Bartholet’s animus toward homeschooling is palpable. She believes it exposes children to abuse, not to mention inferior educational standards, not to mention undemocratic values, not to mention “authoritarian control” exercised by parents who largely believe in female subservience, white supremacy, and a biblical view of creation. She wants it outlawed.

Bartholet opines, “I think it’s always dangerous to put powerful people [parents, that is] in charge of the powerless [children], and to give the powerful ones total authority.”

Yes, well, so do I. Every feature and expression of democracy is fraught with potential danger. Human nature is not a pretty thing, and the ugliest expressions of human nature are almost always committed by people in positions of power.

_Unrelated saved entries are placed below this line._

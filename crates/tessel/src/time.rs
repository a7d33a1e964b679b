//! Frame timing and delta time.
//!
//! The [`Time`] resource is advanced by the external frame loop before the
//! schedule runs. Systems read it to get the frame delta and total elapsed
//! time. Nothing here reads the wall clock, so a headless run can feed fixed
//! steps and stay deterministic.

use std::time::Duration;

/// Frame timing resource.
#[derive(Debug, Clone, Copy, Default)]
pub struct Time {
    /// Duration of the most recent frame.
    delta: Duration,
    /// Sum of every delta so far.
    elapsed: Duration,
    frame_count: u64,
}

impl Time {
    pub fn new() -> Self {
        Self::default()
    }

    /// Start a new frame that lasted `delta`.
    pub fn advance(&mut self, delta: Duration) {
        self.delta = delta;
        self.elapsed += delta;
        self.frame_count += 1;
    }

    /// Convenience for [`advance`](Self::advance) with seconds. Negative or
    /// non-finite values are treated as zero.
    pub fn advance_secs(&mut self, secs: f32) {
        let secs = if secs.is_finite() { secs.max(0.0) } else { 0.0 };
        self.advance(Duration::from_secs_f32(secs));
    }

    pub fn delta(&self) -> Duration {
        self.delta
    }

    /// Delta time in seconds (f32), the most common way to use it.
    pub fn delta_secs(&self) -> f32 {
        self.delta.as_secs_f32()
    }

    pub fn elapsed(&self) -> Duration {
        self.elapsed
    }

    pub fn elapsed_secs(&self) -> f32 {
        self.elapsed.as_secs_f32()
    }

    /// Number of frames advanced so far.
    pub fn frame_count(&self) -> u64 {
        self.frame_count
    }
}

#[cfg(test)]
mod tests {
    use super::*;

    #[test]
    fn advance_accumulates() {
        let mut time = Time::new();
        assert_eq!(time.frame_count(), 0);
        time.advance(Duration::from_millis(16));
        time.advance(Duration::from_millis(20));
        assert_eq!(time.delta(), Duration::from_millis(20));
        assert_eq!(time.elapsed(), Duration::from_millis(36));
        assert_eq!(time.frame_count(), 2);
        assert!((time.delta_secs() - 0.02).abs() < 1e-6);
    }

    #[test]
    fn advance_secs_clamps_garbage() {
        let mut time = Time::new();
        time.advance_secs(-1.0);
        assert_eq!(time.delta(), Duration::ZERO);
        time.advance_secs(f32::NAN);
        assert_eq!(time.delta(), Duration::ZERO);
        time.advance_secs(0.5);
        assert!((time.elapsed_secs() - 0.5).abs() < 1e-6);
        assert_eq!(time.frame_count(), 3);
    }
}
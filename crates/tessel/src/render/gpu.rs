//! GPU context and the wgpu vertex-buffer backend.
//!
//! [`GpuContext`] wraps the wgpu device and queue. The window layer usually
//! creates them alongside its surface and passes them in with
//! [`GpuContext::from_parts`]; tools without a window use
//! [`GpuContext::new_headless`].

use wgpu::util::DeviceExt;

use super::GpuBackend;
use crate::error::{Error, Result};
use crate::render2d::vertex::TileVertex;

/// Wraps the wgpu device and queue.
pub struct GpuContext {
    pub device: wgpu::Device,
    pub queue: wgpu::Queue,
}

impl GpuContext {
    /// Request an adapter without a surface and create a device on it.
    /// Blocks until the adapter answers.
    pub fn new_headless() -> Result<Self> {
        let instance = wgpu::Instance::new(&wgpu::InstanceDescriptor::default());

        let adapter = pollster::block_on(instance.request_adapter(&wgpu::RequestAdapterOptions {
            power_preference: wgpu::PowerPreference::default(),
            compatible_surface: None,
            force_fallback_adapter: false,
        }))
        .map_err(|e| Error::GpuInit(e.to_string()))?;

        let (device, queue) = pollster::block_on(adapter.request_device(&wgpu::DeviceDescriptor {
            label: Some("tessel device"),
            required_features: wgpu::Features::empty(),
            required_limits: wgpu::Limits::default(),
            ..Default::default()
        }))
        .map_err(|e| Error::GpuInit(e.to_string()))?;

        log::info!("gpu ready: {}", adapter.get_info().name);
        Ok(Self { device, queue })
    }

    /// Wrap a device and queue created elsewhere.
    pub fn from_parts(device: wgpu::Device, queue: wgpu::Queue) -> Self {
        Self { device, queue }
    }
}

/// [`GpuBackend`] that creates real wgpu vertex buffers.
pub struct WgpuBackend {
    device: wgpu::Device,
}

impl WgpuBackend {
    pub fn new(gpu: &GpuContext) -> Self {
        Self {
            device: gpu.device.clone(),
        }
    }
}

impl GpuBackend for WgpuBackend {
    type Buffer = wgpu::Buffer;

    fn upload_vertices(&mut self, label: &str, vertices: &[TileVertex]) -> Result<wgpu::Buffer> {
        let bytes: &[u8] = bytemuck::cast_slice(vertices);
        check_buffer_size(label, bytes.len() as u64, self.device.limits().max_buffer_size)?;

        // Catch both so a bad buffer surfaces as an error instead of reaching
        // the uncaptured-error handler, which panics.
        self.device.push_error_scope(wgpu::ErrorFilter::OutOfMemory);
        self.device.push_error_scope(wgpu::ErrorFilter::Validation);
        let buffer = self.device.create_buffer_init(&wgpu::util::BufferInitDescriptor {
            label: Some(label),
            contents: bytes,
            usage: wgpu::BufferUsages::VERTEX,
        });
        let validation = pollster::block_on(self.device.pop_error_scope());
        let out_of_memory = pollster::block_on(self.device.pop_error_scope());

        if let Some(err) = validation.or(out_of_memory) {
            buffer.destroy();
            return Err(Error::GpuUpload(format!("`{label}`: {err}")));
        }
        Ok(buffer)
    }

    fn release(&mut self, buffer: &wgpu::Buffer) {
        buffer.destroy();
    }
}

/// Reject uploads the device can never hold before asking it to.
fn check_buffer_size(label: &str, bytes: u64, max: u64) -> Result<()> {
    if bytes > max {
        return Err(Error::GpuUpload(format!(
            "`{label}`: {bytes} bytes exceeds the device limit of {max}"
        )));
    }
    Ok(())
}

#[cfg(test)]
mod tests {
    use super::*;

    #[test]
    fn oversized_upload_is_an_error() {
        let max = wgpu::Limits::default().max_buffer_size;
        // 3M tiles, six 16-byte vertices each
        let bytes = 3_000_000 * 6 * 16;
        let err = check_buffer_size("tile mesh #0", bytes, max).unwrap_err();
        assert!(matches!(err, Error::GpuUpload(msg) if msg.contains("tile mesh #0")));
    }

    #[test]
    fn upload_at_limit_is_allowed() {
        assert!(check_buffer_size("a", 256, 256).is_ok());
        assert!(check_buffer_size("a", 0, 256).is_ok());
    }
}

But history teaches that the greatest abuses are perpetrated by those who deny the realities of our nature and harbor utopian visions. Supreme Court Justice Lewis Brandeis put it best: “The greatest dangers to liberty lurk in insidious encroachment by men of zeal, well-meaning but without understanding.”

Bartholet essentially advances the proposition that government is a more trustworthy caretaker of children than their parents. It is “dangerous,” she says, for a child to spend his entire day, day after day, with his parents. With that absurd notion, she qualifies as a well-intentioned person of zeal who is dangerously lacking in understanding.

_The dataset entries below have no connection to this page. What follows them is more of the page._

//! # Vertex: Per-Corner Data for Baked Tile Geometry
//!
//! A tile layer is baked into one vertex buffer: two triangles (six
//! vertices) per non-empty tile. Each vertex carries a position in the
//! layer's local space and a texture coordinate into the atlas.
//!
//! ## Memory Layout
//!
//! The GPU reads vertex data as raw bytes at fixed offsets. `#[repr(C)]`
//! guarantees a predictable layout, and the `bytemuck` traits `Pod` and
//! `Zeroable` let us cast `&[TileVertex]` to `&[u8]` for upload without a
//! copy.
//!
//! ```text
//! TileVertex (16 bytes per vertex)
//! ┌──────────────┬──────────────┐
//! │ position     │ uv           │
//! │ [f32; 2]     │ [f32; 2]     │
//! │ 8 bytes      │ 8 bytes      │
//! │ offset 0     │ offset 8     │
//! │ location(0)  │ location(1)  │
//! └──────────────┴──────────────┘
//! ```
//!
//! ## Quad Winding
//!
//! ```text
//!  TL(x, y) ───────── TR(x+w, y)
//!     │ ╲                │
//!     │    ╲     2       │        triangle 1: TL, BL, BR
//!     │  1    ╲          │        triangle 2: BR, TR, TL
//!     │          ╲       │
//!  BL(x, y+h) ─────── BR(x+w, y+h)
//! ```
//!
//! Y grows downward, so row 0 is at the top of the layer.

use bytemuck::{Pod, Zeroable};

use crate::math::{Rect, Vec2};

/// One corner of a baked tile quad.
#[repr(C)]
#[derive(Debug, Clone, Copy, PartialEq, Pod, Zeroable)]
pub struct TileVertex {
    pub position: [f32; 2],
    pub uv: [f32; 2],
}

impl TileVertex {
    pub const LAYOUT: wgpu::VertexBufferLayout<'static> = wgpu::VertexBufferLayout {
        array_stride: std::mem::size_of::<TileVertex>() as wgpu::BufferAddress,
        step_mode: wgpu::VertexStepMode::Vertex,
        attributes: &[
            // position
            wgpu::VertexAttribute {
                offset: 0,
                shader_location: 0,
                format: wgpu::VertexFormat::Float32x2,
            },
            // uv
            wgpu::VertexAttribute {
                offset: 8,
                shader_location: 1,
                format: wgpu::VertexFormat::Float32x2,
            },
        ],
    };

    pub fn new(position: Vec2, uv: Vec2) -> Self {
        Self {
            position: position.to_array(),
            uv: uv.to_array(),
        }
    }
}

/// Append the six vertices of one quad: `origin` is the top-left corner.
pub(crate) fn push_quad(out: &mut Vec<TileVertex>, origin: Vec2, size: Vec2, uv: Rect) {
    let (x, y) = (origin.x, origin.y);
    let (w, h) = (size.x, size.y);
    let tl = TileVertex::new(Vec2::new(x, y), Vec2::new(uv.min.x, uv.min.y));
    let bl = TileVertex::new(Vec2::new(x, y + h), Vec2::new(uv.min.x, uv.max.y));
    let br = TileVertex::new(Vec2::new(x + w, y + h), Vec2::new(uv.max.x, uv.max.y));
    let tr = TileVertex::new(Vec2::new(x + w, y), Vec2::new(uv.max.x, uv.min.y));
    out.extend_from_slice(&[tl, bl, br, br, tr, tl]);
}

#[cfg(test)]
mod tests {
    use super::*;

    #[test]
    fn layout_matches_struct() {
        assert_eq!(std::mem::size_of::<TileVertex>(), 16);
        assert_eq!(TileVertex::LAYOUT.array_stride, 16);
        assert_eq!(TileVertex::LAYOUT.attributes[1].offset, 8);
    }

    #[test]
    fn quad_order_and_uvs() {
        let mut out = Vec::new();
        let uv = Rect::new(Vec2::new(0.25, 0.5), Vec2::new(0.5, 0.75));
        push_quad(&mut out, Vec2::new(16.0, 0.0), Vec2::new(16.0, 8.0), uv);
        assert_eq!(out.len(), 6);
        let pos: Vec<[f32; 2]> = out.iter().map(|v| v.position).collect();
        assert_eq!(
            pos,
            vec![
                [16.0, 0.0],
                [16.0, 8.0],
                [32.0, 8.0],
                [32.0, 8.0],
                [32.0, 0.0],
                [16.0, 0.0],
            ]
        );
        assert_eq!(out[0].uv, [0.25, 0.5]);
        assert_eq!(out[1].uv, [0.25, 0.75]);
        assert_eq!(out[2].uv, [0.5, 0.75]);
        assert_eq!(out[4].uv, [0.5, 0.5]);
    }

    #[test]
    fn casts_to_bytes() {
        let v = [TileVertex::new(Vec2::ONE, Vec2::ZERO)];
        let bytes: &[u8] = bytemuck::cast_slice(&v);
        assert_eq!(bytes.len(), 16);
    }
}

On the basis of an uber-small number of homeschooling parents who abuse the right to direct their children’s education, she would assign all children to the vagaries of a government-run bureaucracy that is – as are all bureaucracies, ultimately – more interested in self-preservation than the preservation of our flawed but unsurpassed system of self-rule.

In a rebuttal to Bartholet, Focus on the Family president Jim Daly asks, “Can fair-minded people not acknowledge that parents have every right to choose their child’s educational route?”

Indeed, fair-minded people can acknowledge what fair-minded jurists have affirmed, but people who believe in “government of the bureaucracy, by the bureaucracy, and for the bureaucracy” are not fair-minded. Their well-meaning zeal so narrows their point of view that, as in Bartholet’s case, the big picture ultimately disappears.

When all is said and done, the best regulator of the homeschooling parent is other homeschooling parents, motivated by desire to preserve their own and everyone else’s freedoms. Long may they run.